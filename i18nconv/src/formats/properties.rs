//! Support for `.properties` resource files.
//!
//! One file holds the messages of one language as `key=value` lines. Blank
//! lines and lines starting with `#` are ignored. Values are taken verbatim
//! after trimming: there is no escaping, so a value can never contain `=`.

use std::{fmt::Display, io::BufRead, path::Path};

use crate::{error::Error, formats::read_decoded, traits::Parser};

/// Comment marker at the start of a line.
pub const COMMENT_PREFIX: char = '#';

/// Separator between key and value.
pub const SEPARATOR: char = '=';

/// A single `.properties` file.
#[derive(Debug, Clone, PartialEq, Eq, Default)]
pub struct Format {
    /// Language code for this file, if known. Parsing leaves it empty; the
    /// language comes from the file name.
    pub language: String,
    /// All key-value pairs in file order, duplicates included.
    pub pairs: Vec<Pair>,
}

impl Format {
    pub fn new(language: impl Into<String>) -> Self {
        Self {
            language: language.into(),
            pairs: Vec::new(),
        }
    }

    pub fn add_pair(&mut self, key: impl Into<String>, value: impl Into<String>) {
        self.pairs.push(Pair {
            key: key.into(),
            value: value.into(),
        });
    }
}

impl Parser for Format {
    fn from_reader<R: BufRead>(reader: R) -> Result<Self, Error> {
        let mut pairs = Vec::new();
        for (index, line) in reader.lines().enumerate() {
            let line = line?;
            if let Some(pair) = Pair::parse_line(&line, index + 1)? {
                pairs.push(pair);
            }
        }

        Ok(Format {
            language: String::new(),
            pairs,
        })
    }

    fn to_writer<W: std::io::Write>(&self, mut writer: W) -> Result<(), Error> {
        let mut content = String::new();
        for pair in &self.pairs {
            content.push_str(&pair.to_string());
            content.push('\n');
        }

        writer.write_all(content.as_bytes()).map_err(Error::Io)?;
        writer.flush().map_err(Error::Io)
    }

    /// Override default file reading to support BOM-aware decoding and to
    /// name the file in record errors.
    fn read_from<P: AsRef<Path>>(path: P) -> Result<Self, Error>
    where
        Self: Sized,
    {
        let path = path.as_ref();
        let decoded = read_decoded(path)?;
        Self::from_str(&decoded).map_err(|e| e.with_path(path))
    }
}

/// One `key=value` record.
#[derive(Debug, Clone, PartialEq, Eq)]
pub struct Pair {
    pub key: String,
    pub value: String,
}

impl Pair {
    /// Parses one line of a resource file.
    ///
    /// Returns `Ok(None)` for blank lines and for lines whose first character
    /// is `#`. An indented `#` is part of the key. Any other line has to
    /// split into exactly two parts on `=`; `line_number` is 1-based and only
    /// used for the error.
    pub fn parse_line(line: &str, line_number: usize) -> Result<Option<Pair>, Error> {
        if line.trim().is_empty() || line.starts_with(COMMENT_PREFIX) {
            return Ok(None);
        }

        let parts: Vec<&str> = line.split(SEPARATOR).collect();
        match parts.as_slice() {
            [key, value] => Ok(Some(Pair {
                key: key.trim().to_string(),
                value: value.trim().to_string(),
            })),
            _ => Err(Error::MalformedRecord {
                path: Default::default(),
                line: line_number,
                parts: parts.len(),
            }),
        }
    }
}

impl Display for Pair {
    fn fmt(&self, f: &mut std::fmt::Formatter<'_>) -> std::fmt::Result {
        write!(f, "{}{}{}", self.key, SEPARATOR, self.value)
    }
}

## Problem description:
Please output the lines of the listing above that fall in the stretch from the one with "order, duplicates included." through the one with "line has to", exactly and only those.

## Response area:
    /// All key-value pairs in file order, duplicates included.
    pub pairs: Vec<Pair>,
}

impl Format {
    pub fn new(language: impl Into<String>) -> Self {
        Self {
            language: language.into(),
            pairs: Vec::new(),
        }
    }

    pub fn add_pair(&mut self, key: impl Into<String>, value: impl Into<String>) {
        self.pairs.push(Pair {
            key: key.into(),
            value: value.into(),
        });
    }
}

impl Parser for Format {
    fn from_reader<R: BufRead>(reader: R) -> Result<Self, Error> {
        let mut pairs = Vec::new();
        for (index, line) in reader.lines().enumerate() {
            let line = line?;
            if let Some(pair) = Pair::parse_line(&line, index + 1)? {
                pairs.push(pair);
            }
        }

        Ok(Format {
            language: String::new(),
            pairs,
        })
    }

    fn to_writer<W: std::io::Write>(&self, mut writer: W) -> Result<(), Error> {
        let mut content = String::new();
        for pair in &self.pairs {
            content.push_str(&pair.to_string());
            content.push('\n');
        }

        writer.write_all(content.as_bytes()).map_err(Error::Io)?;
        writer.flush().map_err(Error::Io)
    }

    /// Override default file reading to support BOM-aware decoding and to
    /// name the file in record errors.
    fn read_from<P: AsRef<Path>>(path: P) -> Result<Self, Error>
    where
        Self: Sized,
    {
        let path = path.as_ref();
        let decoded = read_decoded(path)?;
        Self::from_str(&decoded).map_err(|e| e.with_path(path))
    }
}

/// One `key=value` record.
#[derive(Debug, Clone, PartialEq, Eq)]
pub struct Pair {
    pub key: String,
    pub value: String,
}

impl Pair {
    /// Parses one line of a resource file.
    ///
    /// Returns `Ok(None)` for blank lines and for lines whose first character
    /// is `#`. An indented `#` is part of the key. Any other line has to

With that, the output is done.